# [Data for this exercise]

╭──

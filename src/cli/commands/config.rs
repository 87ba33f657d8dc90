//! `plm config` command - Show effective configuration

use clap::Subcommand;
use console::style;
use miette::{IntoDiagnostic, Result};

use crate::cli::{GlobalOpts, OutputFormat, Session};
use crate::core::Config;

#[derive(Subcommand, Debug)]
pub enum ConfigCommands {
    /// Show current configuration values
    Show(ShowArgs),

    /// Show paths to configuration files
    Path,

    /// List all available configuration keys
    Keys,
}

#[derive(clap::Args, Debug)]
pub struct ShowArgs {
    /// Show only this key's value
    pub key: Option<String>,
}

/// Valid configuration keys
const VALID_KEYS: &[(&str, &str)] = &[
    ("author", "Default owner for new decisions and styles"),
    ("default_format", "Default output format (auto, yaml, json, tsv, csv, md)"),
    ("default_style", "Style used when --style is not given"),
    ("currency_symbol", "Symbol printed in front of cost figures"),
    ("precision", "Decimal places for cost figures"),
];

pub fn run(cmd: ConfigCommands, global: &GlobalOpts) -> Result<()> {
    let session = Session::open(global)?;
    match cmd {
        ConfigCommands::Show(args) => run_show(&session, args),
        ConfigCommands::Path => run_path(&session),
        ConfigCommands::Keys => run_keys(),
    }
}

fn run_show(session: &Session, args: ShowArgs) -> Result<()> {
    let config = &session.config;

    if let Some(key) = &args.key {
        return match get_config_value(config, key) {
            Some(v) => {
                println!("{}", v);
                Ok(())
            }
            None if VALID_KEYS.iter().any(|(k, _)| *k == key.as_str()) => {
                Err(miette::miette!("Key '{}' is not set", key))
            }
            None => Err(miette::miette!(
                help = "run 'plm config keys' to list valid keys",
                "Unknown key '{}'",
                key
            )),
        };
    }

    match session.format() {
        OutputFormat::Json => {
            println!("{}", serde_json::to_string_pretty(config).into_diagnostic()?);
        }
        OutputFormat::Yaml => {
            print!("{}", serde_yml::to_string(config).into_diagnostic()?);
        }
        _ => {
            println!("{}", style("Effective Configuration").bold().underlined());
            println!();
            for (key, _) in VALID_KEYS {
                print_config_value(key, get_config_value(config, key).as_deref());
            }

            println!();
            println!("{}", style("Config Sources (in priority order):").dim());
            println!("  1. Environment variables (PLM_AUTHOR, PLM_STYLE)");
            println!("  2. Project config (.plm/config.yaml)");
            println!("  3. Global config (~/.config/plm/config.yaml)");
        }
    }
    Ok(())
}

fn get_config_value(config: &Config, key: &str) -> Option<String> {
    match key {
        "author" => config.author.clone(),
        "default_format" => config.default_format.clone(),
        "default_style" => config.default_style.clone(),
        "currency_symbol" => config.currency_symbol.clone(),
        "precision" => config.precision.map(|p| p.to_string()),
        _ => None,
    }
}

fn print_config_value(key: &str, value: Option<&str>) {
    match value {
        Some(v) => println!("  {:<16} {}", style(key).cyan(), v),
        None => println!("  {:<16} {}", style(key).cyan(), style("(not set)").dim()),
    }
}

fn run_path(session: &Session) -> Result<()> {
    match Config::global_config_path() {
        Some(path) => {
            let exists = if path.exists() { "" } else { " (not created)" };
            println!("global:  {}{}", path.display(), style(exists).dim());
        }
        None => println!("global:  {}", style("(no config directory)").dim()),
    }

    match session.project() {
        Some(project) => println!(
            "project: {}",
            Config::project_config_path(project).display()
        ),
        None => println!("project: {}", style("(not in a workspace)").dim()),
    }
    Ok(())
}

fn run_keys() -> Result<()> {
    for (key, desc) in VALID_KEYS {
        println!("  {:<16} {}", style(key).cyan(), desc);
    }
    Ok(())
}

#[cfg(test)]
mod tests {
    use super::*;

    #[test]
    fn test_get_config_value() {
        let config = Config {
            precision: Some(2),
            default_style: Some("STYLE-A".into()),
            ..Default::default()
        };
        assert_eq!(get_config_value(&config, "precision").as_deref(), Some("2"));
        assert_eq!(get_config_value(&config, "default_style").as_deref(), Some("STYLE-A"));
        assert_eq!(get_config_value(&config, "author"), None);
        assert_eq!(get_config_value(&config, "editor"), None);
    }

    #[test]
    fn test_every_key_is_readable() {
        let config = Config {
            author: Some("a".into()),
            default_format: Some("json".into()),
            default_style: Some("STYLE-A".into()),
            currency_symbol: Some("€".into()),
            precision: Some(4),
        };
        for (key, _) in VALID_KEYS {
            assert!(get_config_value(&config, key).is_some(), "{key} not mapped");
        }
    }
}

╰──

# [What the exercise asks]
Search the records for the string "clone" and return every line in which it occurs.

# [Output below]
        "author" => config.author.clone(),
        "default_format" => config.default_format.clone(),
        "default_style" => config.default_style.clone(),
        "currency_symbol" => config.currency_symbol.clone(),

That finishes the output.